John Brough, FBA (31 August 1917 – 9 January 1984) was a Scottish scholar of Sanskrit, Indologist, Buddhologist and Sinologist. He was Professor of Sanskrit at the University of London (1948–67) and at the University of Cambridge (1967–84).

== Early life and education ==
Brough was born on 31 August 1917 in Dundee, the son of Charles and Elizabeth Brough. He attended the High School of Dundee before reading classics at the University of Edinburgh; studying under Arthur Berriedale Keith, he took papers in Sanskrit and graduated with a first-class MA degree in 1939. He then studied classics at St John's College, Cambridge, completing part 2 of the Tripos in 1940 (placing in the first-class) and then studying for the oriental languages Tripos, in part 2 of which he also placed in the first-class in 1942 (for which he studied Sanskrit and Pali). Among his teachers was Sir Harold Bailey.

== Career ==

Brough's performance at Cambridge earned him an exhibition, the University of Cambridge's Brotherton Prize, and the Hutchinson Studentship at St John's College. Although he worked in agriculture and then in agricultural research (1943–44) during the Second World War, he set to work editing late Vedic texts on the Brahmins and Nepalese Buddhist texts. His efforts saw him awarded the DLitt from the University of Edinburgh in 1945. In the meantime, he had been appointed (1944) assistant keeper in the Department of Oriental Printed Books and Manuscripts in the British Museum. Alongside that post, he was also a research fellow at St John's College, Cambridge, for a year from 1945 to 1946.
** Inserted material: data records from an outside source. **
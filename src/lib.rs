pub mod app;
pub mod config;
pub mod error;
pub mod features;

pub use app::SignatureApp;
pub use config::Config;
pub use error::{Error, Result};
pub use features::codec::{decode_from_storage, encode_capture, encode_for_storage, SignatureImage};
pub use features::pdf::{annotate, Placement};
pub use features::records::{DocumentType, PdfSignatureRecord, SignatureRecord, SyncState};

use base64::engine::general_purpose::STANDARD as B64;
use base64::Engine;
use features::pdf::{page_size, scaled_size};
use features::records::StoredRecord;
use features::storage::{output_dir_for, parse_file_uri_path};
use features::sync::SyncReport;
use jni::objects::{JClass, JString};
use jni::sys::jstring;
use jni::JNIEnv;
use serde::Deserialize;
use serde_json::{json, Value};
use std::{collections::HashMap, fs, path::PathBuf, ptr, sync::Mutex};
use uuid::Uuid;

#[cfg(unix)]
use std::{
    fs::File,
    io::Read,
    os::unix::io::{FromRawFd, RawFd},
};

static BRIDGE: Mutex<Option<Bridge>> = Mutex::new(None);

/// What the host keeps alive between `init` and `shutdown`.
struct Bridge {
    app: SignatureApp,
    runtime: tokio::runtime::Runtime,
}

impl Bridge {
    fn start(config: &Config) -> Result<Self, String> {
        let runtime = tokio::runtime::Builder::new_multi_thread()
            .worker_threads(1)
            .thread_name("fieldsign-sync")
            .enable_all()
            .build()
            .map_err(|e| format!("runtime_start_failed:{e}"))?;
        let app = SignatureApp::from_config(config).map_err(|e| crate_error(&e))?;
        {
            let _enter = runtime.enter();
            app.start();
        }
        Ok(Self { app, runtime })
    }
}

#[derive(Deserialize, Default)]
struct Command {
    action: String,
    path: Option<String>,
    fd: Option<i32>,
    bindings: Option<HashMap<String, String>>,
}

#[derive(Debug)]
enum Action {
    Init {
        bindings: HashMap<String, String>,
    },
    Shutdown,
    SaveSignature {
        document_id: String,
        document_type: DocumentType,
        signature: String,
    },
    SavePdfSignature {
        document_id: String,
        uri: Option<String>,
        pdf_base64: Option<String>,
        signature: String,
        x: f64,
        y: f64,
        page_index: i64,
        top_left: bool,
    },
    ListSignatures,
    ListPdfSignatures,
    SyncStatus,
    Connectivity {
        online: bool,
    },
    SyncNow,
    ExportPdfSignature {
        id: Uuid,
        uri: Option<String>,
    },
}
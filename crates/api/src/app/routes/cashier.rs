use std::sync::Arc;

use axum::{Json, Router, extract::Extension, http::StatusCode, response::IntoResponse, routing::get};

use crate::app::dto;
use crate::app::services::{self, AppServices};

pub fn router() -> Router {
    Router::new().route("/total", get(get_total))
}

pub async fn get_total(Extension(services): Extension<Arc<AppServices>>) -> axum::response::Response {
    match services::run(&services, |s| s.cash_summary()).await {
        Ok(summary) => (StatusCode::OK, Json(dto::cash_summary_to_json(summary))).into_response(),
        Err(resp) => resp,
    }
}
//! Configuration loading and representation.
//!
//! Settings come from environment variables; every value has a default so a
//! bare `saddlebook-api` starts with `./students.json` on port 5000.

use std::net::SocketAddr;
use std::path::PathBuf;

use thiserror::Error;

pub const DATA_FILE_ENV: &str = "SADDLEBOOK_DATA_FILE";
pub const BIND_ADDR_ENV: &str = "SADDLEBOOK_BIND_ADDR";

pub const DEFAULT_DATA_FILE: &str = "students.json";
pub const DEFAULT_BIND_ADDR: &str = "0.0.0.0:5000";

#[derive(Debug, Error, PartialEq, Eq)]
pub enum ConfigError {
    #[error("{var} is not a valid socket address: {value:?}")]
    InvalidBindAddr { var: &'static str, value: String },
}

#[derive(Debug, Clone, PartialEq, Eq)]
pub struct Settings {
    pub data_file: PathBuf,
    pub bind_addr: SocketAddr,
}

impl Settings {
    pub fn from_env() -> Result<Self, ConfigError> {
        Self::from_lookup(|key| std::env::var(key).ok())
    }

    /// Build settings from an arbitrary variable lookup (tests pass a map).
    pub fn from_lookup(lookup: impl Fn(&str) -> Option<String>) -> Result<Self, ConfigError> {
        let data_file = lookup(DATA_FILE_ENV)
            .filter(|v| !v.trim().is_empty())
            .unwrap_or_else(|| DEFAULT_DATA_FILE.to_string());

        let bind_raw = lookup(BIND_ADDR_ENV)
            .filter(|v| !v.trim().is_empty())
            .unwrap_or_else(|| DEFAULT_BIND_ADDR.to_string());
        let bind_addr = bind_raw
            .trim()
            .parse::<SocketAddr>()
            .map_err(|_| ConfigError::InvalidBindAddr {
                var: BIND_ADDR_ENV,
                value: bind_raw.clone(),
            })?;

        Ok(Self {
            data_file: PathBuf::from(data_file),
            bind_addr,
        })
    }
}
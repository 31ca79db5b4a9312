//! HTTP API application wiring (Axum router + service wiring).
//!
//! - `services.rs`: ledger service construction (store + clock)
//! - `routes/`: HTTP routes + handlers (one file per area)
//! - `dto.rs`: request DTOs and JSON mapping helpers
//! - `errors.rs`: consistent error responses

use std::sync::Arc;

use axum::{Extension, Router, routing::get};
use tower::ServiceBuilder;

use crate::middleware;

pub mod dto;
pub mod errors;
pub mod routes;
pub mod services;

use services::AppServices;

/// Build the full HTTP router (public entrypoint used by `main.rs`).
pub fn build_app(services: Arc<AppServices>) -> Router {
    Router::new()
        .route("/health", get(routes::system::health))
        .nest("/api", routes::router())
        .layer(
            ServiceBuilder::new()
                .layer(axum::middleware::from_fn(middleware::log_requests))
                .layer(Extension(services)),
        )
}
In 1946, Brough left his post at the British Museum and was appointed to a lectureship in Sanskrit at the School of Oriental and African Studies in the University of London. Two years later, he was appointed to the second Professorship of Sanskrit in the University of London. He was also head of the Department of India, Pakistan and Ceylon in succession to Seymour Vesey-Fitzgerald. Brough published Selections from Classical Sanskrit Literature (1951), The Early Brahmanical System of Gotra and Pravara (1953), The Gāndhārī Dharmapada (1962) and Il Regno di Shan-Shan: Una Tappa nel Viaggio del Buddhismo dall'India alla Cina (1965). He served as president of the Philological Society from 1960 to 1963 and, in the meantime, was also director of the Royal Asiatic Society from 1961 to 1962. In 1967, he left his chair in London to take up the Professorship of Sanskrit at the University of Cambridge, which he held with a professorial fellowship at St John's College. He remained in the chair until his death in an accident on 9 January 1984. During this time, the advent of new courses on modern Indian languages led to fewer students taking Sanskrit; the university took the decision that Brough's chair would lapse after his appointment ended, and so he became its last holder. While at Cambridge, he published Poems from the Sanskrit (1968). Across his career, he also wrote over 30 articles and chapters, and many more book reviews. He was elected a fellow of the British Academy in 1961 and, in an obituary, K. R. Norman described him as "one of the greatest among Western Indologists of the twentieth century".

== Works ==
John Brough has written numerous books and articles. Some of them are mentioned here.
- Thus Have I Heard..., Bulletin of the School of Oriental and African Studies, Volume 13. No 2, Cambridge University Press, 1950, pp. 416-426.
- "The early Brahmanical system of gotra and pravara:a translation of the "Gotra-pravara-mañjarī" of Puruṣottama-Paṇḍita" (1953)
- A Kharoṣṭhī inscription from China., Cambridge University Press, Bulletin of the School of Oriental and African Studies, University of London, Vol. 24. No. 3, pp.517-530, 1961.
- The Chinese pseudo-translation of Ārya-śūra's Jātaka-mālā., Asia Major, 1964, pp.27-53.
- "Poems from the Sanskrit" (1968)
- "Selections from classical Sanskrit literature" (1978)

- "The Gāndhārī dharmapada" (2000) First edition by Oxford University Press in 1962.